[DATA SECTION — start]
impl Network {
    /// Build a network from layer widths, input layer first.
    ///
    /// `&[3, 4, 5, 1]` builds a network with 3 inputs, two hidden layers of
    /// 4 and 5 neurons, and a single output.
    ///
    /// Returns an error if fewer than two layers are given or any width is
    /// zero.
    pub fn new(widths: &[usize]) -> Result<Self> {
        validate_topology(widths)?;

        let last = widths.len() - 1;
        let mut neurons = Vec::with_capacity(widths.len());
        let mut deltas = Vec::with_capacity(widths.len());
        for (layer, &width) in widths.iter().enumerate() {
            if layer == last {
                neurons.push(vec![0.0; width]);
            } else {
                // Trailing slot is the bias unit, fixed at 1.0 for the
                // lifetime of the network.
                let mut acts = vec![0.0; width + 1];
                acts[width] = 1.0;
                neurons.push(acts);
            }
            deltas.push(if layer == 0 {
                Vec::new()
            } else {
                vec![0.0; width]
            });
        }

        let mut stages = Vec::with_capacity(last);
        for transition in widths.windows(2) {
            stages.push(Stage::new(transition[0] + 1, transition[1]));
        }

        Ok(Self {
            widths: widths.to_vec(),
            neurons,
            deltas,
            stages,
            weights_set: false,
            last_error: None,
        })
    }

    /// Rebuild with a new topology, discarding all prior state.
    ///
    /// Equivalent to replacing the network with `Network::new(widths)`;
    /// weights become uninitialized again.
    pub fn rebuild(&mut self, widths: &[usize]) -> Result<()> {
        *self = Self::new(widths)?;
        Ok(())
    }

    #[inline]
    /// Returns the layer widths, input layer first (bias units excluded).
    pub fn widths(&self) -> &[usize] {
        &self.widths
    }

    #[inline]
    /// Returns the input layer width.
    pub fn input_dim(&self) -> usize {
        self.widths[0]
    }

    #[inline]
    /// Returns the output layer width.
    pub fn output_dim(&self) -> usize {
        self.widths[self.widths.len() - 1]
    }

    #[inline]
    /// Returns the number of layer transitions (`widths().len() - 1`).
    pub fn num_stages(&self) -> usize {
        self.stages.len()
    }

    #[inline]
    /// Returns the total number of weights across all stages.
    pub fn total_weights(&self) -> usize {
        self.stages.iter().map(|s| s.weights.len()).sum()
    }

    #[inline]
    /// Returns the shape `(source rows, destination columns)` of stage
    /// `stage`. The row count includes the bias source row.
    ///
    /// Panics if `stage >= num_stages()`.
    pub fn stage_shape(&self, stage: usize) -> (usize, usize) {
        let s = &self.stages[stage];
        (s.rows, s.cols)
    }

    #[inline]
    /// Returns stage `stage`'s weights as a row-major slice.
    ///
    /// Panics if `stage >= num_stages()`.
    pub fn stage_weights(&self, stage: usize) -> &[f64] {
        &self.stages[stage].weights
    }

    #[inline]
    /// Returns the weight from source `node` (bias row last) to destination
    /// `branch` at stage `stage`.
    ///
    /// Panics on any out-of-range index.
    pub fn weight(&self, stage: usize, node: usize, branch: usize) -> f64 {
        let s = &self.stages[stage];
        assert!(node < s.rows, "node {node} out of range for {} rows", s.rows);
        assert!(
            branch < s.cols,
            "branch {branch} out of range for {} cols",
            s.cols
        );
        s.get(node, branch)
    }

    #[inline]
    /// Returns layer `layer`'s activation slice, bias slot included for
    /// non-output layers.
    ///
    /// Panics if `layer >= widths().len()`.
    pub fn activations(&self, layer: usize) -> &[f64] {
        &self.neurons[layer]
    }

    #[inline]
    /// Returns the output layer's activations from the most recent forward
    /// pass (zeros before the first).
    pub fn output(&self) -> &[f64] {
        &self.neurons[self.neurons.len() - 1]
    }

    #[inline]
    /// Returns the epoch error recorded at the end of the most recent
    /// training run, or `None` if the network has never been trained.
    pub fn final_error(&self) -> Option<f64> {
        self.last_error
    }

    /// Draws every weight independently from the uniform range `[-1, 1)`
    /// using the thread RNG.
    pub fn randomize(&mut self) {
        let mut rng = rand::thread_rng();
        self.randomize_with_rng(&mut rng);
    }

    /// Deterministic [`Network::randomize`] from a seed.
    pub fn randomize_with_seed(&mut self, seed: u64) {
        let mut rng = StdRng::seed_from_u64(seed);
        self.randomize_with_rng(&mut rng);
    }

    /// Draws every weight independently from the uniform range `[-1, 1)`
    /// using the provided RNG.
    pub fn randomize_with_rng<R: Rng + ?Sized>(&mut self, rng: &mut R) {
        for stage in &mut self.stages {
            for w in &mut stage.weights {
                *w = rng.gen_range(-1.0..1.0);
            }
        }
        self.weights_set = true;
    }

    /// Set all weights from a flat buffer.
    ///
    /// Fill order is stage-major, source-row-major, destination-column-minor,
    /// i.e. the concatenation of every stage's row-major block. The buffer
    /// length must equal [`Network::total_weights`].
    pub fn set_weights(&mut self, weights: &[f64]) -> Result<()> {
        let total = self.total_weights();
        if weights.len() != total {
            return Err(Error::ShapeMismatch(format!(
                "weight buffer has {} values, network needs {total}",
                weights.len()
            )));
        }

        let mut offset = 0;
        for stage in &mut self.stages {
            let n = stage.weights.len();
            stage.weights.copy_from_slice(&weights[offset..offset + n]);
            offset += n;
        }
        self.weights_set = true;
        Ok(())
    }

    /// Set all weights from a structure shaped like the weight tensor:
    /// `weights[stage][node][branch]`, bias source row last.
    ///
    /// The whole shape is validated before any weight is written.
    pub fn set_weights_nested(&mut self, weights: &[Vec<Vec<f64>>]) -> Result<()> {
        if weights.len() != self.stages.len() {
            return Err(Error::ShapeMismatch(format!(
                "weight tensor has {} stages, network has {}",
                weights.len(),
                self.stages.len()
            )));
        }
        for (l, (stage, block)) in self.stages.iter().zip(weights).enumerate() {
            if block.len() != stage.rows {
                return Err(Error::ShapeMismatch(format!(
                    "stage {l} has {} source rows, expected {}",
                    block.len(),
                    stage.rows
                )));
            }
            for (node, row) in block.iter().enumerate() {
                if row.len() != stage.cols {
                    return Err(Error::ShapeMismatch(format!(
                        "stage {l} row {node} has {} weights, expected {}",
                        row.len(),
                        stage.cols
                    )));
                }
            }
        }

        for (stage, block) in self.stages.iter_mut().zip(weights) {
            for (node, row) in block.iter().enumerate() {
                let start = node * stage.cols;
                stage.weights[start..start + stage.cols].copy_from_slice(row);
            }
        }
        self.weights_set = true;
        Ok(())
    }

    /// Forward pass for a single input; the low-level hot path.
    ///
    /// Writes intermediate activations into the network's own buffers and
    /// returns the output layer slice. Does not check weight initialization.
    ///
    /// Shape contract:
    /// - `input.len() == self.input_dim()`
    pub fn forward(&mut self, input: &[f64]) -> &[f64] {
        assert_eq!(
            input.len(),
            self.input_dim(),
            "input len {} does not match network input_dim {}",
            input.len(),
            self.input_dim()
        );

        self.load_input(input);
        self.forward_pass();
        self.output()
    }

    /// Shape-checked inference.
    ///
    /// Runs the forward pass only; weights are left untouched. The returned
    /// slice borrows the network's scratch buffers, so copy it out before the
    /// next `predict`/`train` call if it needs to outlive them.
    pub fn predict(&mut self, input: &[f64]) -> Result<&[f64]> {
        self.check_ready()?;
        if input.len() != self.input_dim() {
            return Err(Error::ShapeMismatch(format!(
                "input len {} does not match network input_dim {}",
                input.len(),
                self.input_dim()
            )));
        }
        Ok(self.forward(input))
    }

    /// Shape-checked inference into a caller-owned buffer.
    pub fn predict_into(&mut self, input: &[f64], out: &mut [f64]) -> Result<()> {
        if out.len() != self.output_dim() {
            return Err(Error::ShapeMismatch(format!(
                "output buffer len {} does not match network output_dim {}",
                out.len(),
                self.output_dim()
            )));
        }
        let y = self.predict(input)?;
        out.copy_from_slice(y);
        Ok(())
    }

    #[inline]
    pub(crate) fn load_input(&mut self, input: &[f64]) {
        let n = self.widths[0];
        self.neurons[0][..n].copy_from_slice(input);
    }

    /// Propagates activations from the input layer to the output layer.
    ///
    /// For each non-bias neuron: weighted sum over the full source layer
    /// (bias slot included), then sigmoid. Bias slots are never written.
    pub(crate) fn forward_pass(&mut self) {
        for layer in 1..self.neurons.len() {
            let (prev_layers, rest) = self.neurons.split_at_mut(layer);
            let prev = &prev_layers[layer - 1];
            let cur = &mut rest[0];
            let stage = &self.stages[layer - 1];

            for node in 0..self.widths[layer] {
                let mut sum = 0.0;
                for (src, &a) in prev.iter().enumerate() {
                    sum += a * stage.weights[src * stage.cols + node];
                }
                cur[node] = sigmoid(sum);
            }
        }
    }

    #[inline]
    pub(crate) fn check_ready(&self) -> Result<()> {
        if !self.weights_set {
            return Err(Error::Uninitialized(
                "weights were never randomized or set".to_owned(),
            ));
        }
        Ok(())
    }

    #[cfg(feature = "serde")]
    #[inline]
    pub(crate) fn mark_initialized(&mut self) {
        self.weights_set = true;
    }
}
[DATA SECTION — finish]
» **HOW TO COMPLETE THIS TASK**
Show every line of the material that includes the string "inference".

» **WRITTEN RESPONSE**
    /// Shape-checked inference.
    /// Shape-checked inference into a caller-owned buffer.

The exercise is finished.